### TRY IT
Show every line in the entries below where the word "unset" appears.

[Saved entries]
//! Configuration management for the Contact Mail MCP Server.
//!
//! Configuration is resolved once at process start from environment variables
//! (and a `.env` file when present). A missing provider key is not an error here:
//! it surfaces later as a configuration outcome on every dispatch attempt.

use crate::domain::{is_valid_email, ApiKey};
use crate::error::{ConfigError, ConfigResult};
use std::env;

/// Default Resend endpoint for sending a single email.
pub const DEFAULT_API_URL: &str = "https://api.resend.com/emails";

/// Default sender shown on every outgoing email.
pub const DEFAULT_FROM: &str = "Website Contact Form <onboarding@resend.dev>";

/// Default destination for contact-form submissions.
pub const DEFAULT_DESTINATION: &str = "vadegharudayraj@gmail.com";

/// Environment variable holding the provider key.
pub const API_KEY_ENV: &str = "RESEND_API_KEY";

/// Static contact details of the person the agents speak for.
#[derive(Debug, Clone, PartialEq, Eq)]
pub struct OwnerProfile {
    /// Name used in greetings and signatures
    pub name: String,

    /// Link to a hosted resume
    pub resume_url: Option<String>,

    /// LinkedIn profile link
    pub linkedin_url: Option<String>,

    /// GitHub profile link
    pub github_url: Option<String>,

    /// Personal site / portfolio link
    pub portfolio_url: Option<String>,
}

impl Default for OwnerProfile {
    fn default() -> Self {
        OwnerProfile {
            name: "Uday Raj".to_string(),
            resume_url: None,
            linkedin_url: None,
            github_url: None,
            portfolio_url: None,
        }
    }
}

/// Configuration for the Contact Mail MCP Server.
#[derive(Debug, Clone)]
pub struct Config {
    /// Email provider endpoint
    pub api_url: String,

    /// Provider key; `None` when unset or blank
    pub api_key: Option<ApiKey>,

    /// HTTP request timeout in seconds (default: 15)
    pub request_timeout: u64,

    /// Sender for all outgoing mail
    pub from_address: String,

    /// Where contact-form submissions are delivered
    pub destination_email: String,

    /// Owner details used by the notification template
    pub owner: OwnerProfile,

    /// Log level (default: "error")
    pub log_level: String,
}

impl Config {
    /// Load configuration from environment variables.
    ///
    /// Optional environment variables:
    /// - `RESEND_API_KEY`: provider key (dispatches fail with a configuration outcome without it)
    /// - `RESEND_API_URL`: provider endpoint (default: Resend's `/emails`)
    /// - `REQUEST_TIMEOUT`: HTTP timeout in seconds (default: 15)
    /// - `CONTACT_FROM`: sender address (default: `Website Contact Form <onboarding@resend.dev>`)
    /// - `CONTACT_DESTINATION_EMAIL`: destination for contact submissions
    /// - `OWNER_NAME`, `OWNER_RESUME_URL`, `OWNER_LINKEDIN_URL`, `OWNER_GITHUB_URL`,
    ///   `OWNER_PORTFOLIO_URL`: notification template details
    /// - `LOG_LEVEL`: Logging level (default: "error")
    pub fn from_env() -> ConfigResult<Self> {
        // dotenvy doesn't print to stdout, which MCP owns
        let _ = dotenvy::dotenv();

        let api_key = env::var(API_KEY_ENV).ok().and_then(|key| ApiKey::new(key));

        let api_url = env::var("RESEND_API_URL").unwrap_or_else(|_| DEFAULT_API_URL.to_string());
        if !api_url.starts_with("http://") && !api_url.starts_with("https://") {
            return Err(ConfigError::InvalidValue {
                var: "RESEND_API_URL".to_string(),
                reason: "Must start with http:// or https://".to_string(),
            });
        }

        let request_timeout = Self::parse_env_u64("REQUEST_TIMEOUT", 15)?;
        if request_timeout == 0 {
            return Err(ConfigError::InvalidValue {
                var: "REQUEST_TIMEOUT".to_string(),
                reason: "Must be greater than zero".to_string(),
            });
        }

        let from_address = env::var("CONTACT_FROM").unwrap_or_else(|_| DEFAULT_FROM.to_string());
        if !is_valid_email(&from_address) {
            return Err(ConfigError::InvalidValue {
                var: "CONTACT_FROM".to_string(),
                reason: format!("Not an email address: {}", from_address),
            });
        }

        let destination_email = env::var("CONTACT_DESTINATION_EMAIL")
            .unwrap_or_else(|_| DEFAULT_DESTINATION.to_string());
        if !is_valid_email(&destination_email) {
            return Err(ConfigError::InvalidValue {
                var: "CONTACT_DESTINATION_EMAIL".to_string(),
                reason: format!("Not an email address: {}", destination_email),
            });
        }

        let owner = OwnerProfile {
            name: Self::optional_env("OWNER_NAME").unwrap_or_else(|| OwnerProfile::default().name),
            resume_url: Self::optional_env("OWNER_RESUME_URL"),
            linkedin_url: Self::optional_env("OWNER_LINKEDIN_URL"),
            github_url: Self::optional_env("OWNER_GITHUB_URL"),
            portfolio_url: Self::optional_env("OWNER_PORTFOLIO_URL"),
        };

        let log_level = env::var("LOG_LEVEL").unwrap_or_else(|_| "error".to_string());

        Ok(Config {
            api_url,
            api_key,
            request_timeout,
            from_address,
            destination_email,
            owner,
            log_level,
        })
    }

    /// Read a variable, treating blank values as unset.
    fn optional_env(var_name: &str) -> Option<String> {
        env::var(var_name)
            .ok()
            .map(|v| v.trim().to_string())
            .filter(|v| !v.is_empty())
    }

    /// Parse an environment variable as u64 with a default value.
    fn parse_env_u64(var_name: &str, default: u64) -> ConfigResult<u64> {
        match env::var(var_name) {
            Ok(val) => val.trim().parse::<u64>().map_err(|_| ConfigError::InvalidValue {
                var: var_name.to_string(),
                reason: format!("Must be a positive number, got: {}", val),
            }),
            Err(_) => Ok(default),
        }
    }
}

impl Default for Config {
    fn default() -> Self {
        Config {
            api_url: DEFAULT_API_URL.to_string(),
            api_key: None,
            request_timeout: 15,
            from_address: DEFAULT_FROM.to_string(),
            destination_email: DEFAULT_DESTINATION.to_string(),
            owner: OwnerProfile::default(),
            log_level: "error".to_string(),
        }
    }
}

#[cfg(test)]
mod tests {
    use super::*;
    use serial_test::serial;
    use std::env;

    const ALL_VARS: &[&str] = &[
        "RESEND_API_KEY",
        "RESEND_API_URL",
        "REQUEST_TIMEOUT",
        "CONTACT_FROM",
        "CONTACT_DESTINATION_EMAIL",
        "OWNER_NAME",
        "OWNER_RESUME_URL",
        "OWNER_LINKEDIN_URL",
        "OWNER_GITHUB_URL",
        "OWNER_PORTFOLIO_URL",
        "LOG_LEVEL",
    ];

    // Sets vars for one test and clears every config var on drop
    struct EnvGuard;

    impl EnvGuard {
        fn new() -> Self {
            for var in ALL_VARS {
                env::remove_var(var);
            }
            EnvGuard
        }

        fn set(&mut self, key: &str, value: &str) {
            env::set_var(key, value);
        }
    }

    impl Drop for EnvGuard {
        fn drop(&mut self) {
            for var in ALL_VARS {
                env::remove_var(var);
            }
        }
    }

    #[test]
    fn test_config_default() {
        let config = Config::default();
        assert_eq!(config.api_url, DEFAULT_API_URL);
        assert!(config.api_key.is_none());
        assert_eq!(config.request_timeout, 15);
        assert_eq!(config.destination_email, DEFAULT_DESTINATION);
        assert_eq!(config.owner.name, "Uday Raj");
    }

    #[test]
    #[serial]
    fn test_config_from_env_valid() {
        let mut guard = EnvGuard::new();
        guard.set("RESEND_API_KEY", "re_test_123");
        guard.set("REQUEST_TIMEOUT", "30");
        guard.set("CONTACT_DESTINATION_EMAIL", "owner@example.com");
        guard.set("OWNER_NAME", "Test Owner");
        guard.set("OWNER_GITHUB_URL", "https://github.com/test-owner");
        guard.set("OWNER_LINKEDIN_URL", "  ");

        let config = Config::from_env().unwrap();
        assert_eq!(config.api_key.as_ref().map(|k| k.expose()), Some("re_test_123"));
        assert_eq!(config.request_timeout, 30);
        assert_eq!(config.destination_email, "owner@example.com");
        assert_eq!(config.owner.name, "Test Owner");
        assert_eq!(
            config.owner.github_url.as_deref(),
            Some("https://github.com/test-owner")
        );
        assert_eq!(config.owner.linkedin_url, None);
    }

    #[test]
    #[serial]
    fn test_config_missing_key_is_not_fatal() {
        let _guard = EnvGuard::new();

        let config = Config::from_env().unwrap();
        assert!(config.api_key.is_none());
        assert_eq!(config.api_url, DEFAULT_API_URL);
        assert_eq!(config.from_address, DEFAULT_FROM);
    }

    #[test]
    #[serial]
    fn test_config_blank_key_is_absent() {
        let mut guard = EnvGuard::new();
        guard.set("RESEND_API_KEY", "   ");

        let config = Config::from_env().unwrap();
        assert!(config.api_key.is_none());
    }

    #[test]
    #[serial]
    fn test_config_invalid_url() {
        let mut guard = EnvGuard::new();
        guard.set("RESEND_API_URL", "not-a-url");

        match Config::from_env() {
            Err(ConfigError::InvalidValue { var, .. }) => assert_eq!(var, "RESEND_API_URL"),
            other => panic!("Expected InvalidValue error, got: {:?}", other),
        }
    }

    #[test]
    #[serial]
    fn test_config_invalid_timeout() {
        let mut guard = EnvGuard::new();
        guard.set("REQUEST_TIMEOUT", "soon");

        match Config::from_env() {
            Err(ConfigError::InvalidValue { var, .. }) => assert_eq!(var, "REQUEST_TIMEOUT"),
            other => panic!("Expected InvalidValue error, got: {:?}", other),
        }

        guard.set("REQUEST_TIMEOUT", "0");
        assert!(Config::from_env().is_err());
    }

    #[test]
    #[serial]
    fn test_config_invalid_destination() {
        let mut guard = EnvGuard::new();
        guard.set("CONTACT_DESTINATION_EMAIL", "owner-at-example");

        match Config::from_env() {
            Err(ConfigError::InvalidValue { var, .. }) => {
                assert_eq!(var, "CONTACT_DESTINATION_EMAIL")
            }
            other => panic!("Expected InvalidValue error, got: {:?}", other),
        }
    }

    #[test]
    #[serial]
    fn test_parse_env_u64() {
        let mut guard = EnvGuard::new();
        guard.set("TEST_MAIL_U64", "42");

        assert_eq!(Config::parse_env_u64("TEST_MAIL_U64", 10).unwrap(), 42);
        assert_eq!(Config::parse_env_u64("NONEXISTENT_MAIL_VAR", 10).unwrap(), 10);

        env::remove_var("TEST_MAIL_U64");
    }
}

---

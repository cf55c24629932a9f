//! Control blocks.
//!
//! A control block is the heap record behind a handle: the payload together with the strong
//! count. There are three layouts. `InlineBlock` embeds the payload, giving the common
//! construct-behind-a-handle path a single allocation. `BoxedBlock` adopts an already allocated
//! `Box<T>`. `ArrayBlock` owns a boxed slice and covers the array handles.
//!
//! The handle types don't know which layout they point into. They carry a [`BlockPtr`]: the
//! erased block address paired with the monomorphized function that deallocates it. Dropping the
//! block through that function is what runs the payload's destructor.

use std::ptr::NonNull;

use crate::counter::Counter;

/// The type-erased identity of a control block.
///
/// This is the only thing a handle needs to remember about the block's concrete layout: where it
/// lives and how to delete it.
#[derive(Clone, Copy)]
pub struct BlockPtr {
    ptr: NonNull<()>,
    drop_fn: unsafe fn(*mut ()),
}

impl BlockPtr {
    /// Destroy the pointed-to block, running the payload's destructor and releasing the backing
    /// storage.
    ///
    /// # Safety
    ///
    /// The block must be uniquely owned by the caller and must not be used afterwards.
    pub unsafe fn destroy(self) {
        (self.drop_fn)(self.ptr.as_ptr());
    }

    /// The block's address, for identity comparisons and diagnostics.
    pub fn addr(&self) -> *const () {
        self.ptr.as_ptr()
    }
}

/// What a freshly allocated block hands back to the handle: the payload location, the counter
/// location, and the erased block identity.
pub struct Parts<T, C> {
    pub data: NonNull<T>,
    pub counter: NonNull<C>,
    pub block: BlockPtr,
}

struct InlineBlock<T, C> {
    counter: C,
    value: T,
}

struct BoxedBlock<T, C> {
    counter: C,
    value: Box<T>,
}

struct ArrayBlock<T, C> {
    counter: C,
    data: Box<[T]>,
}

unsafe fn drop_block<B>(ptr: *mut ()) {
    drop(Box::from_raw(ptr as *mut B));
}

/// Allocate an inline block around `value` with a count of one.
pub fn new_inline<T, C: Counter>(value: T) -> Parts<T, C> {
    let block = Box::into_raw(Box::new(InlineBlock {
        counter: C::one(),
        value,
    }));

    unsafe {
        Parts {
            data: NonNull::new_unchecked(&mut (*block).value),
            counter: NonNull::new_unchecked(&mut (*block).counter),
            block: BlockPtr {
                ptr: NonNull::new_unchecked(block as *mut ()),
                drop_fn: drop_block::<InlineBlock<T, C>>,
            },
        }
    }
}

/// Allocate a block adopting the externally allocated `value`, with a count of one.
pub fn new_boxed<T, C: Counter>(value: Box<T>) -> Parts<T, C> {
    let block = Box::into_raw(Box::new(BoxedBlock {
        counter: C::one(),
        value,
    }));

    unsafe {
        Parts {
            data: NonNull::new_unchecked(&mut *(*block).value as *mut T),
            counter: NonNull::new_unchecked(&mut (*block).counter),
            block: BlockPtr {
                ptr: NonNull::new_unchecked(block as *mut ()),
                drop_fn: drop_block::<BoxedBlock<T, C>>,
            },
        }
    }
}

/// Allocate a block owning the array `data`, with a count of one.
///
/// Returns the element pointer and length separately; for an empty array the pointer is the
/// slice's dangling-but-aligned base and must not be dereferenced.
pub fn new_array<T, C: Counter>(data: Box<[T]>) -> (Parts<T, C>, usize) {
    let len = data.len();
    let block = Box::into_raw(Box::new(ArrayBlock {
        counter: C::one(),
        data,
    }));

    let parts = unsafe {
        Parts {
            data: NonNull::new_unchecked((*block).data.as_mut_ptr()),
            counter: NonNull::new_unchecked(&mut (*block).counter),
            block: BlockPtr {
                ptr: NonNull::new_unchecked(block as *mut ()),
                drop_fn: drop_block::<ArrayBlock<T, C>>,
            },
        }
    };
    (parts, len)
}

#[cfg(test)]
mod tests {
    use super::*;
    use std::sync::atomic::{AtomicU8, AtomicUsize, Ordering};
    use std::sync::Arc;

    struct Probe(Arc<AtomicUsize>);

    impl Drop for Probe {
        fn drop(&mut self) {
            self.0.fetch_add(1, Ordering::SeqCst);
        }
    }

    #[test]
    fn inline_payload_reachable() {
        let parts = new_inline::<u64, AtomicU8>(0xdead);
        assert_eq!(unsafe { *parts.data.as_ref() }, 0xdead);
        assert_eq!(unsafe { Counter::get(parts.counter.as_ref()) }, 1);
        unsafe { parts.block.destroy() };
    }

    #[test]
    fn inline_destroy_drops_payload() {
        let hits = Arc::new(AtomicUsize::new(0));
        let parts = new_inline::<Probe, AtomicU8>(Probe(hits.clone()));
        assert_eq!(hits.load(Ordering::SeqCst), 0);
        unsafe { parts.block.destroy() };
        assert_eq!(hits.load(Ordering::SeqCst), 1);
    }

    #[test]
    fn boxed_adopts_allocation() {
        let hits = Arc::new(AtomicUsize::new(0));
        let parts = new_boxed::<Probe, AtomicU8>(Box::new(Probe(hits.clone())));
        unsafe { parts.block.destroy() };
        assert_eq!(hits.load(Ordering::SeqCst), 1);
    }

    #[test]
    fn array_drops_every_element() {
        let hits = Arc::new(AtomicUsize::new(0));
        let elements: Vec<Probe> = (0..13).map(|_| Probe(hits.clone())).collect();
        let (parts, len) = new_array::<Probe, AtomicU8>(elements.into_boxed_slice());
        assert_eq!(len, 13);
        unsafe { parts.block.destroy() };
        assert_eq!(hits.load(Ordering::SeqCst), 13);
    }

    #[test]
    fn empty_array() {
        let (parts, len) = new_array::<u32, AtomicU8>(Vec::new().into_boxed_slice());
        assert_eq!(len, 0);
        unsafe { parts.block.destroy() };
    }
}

### FINAL ANSWER
    /// Provider key; `None` when unset or blank
    /// Read a variable, treating blank values as unset.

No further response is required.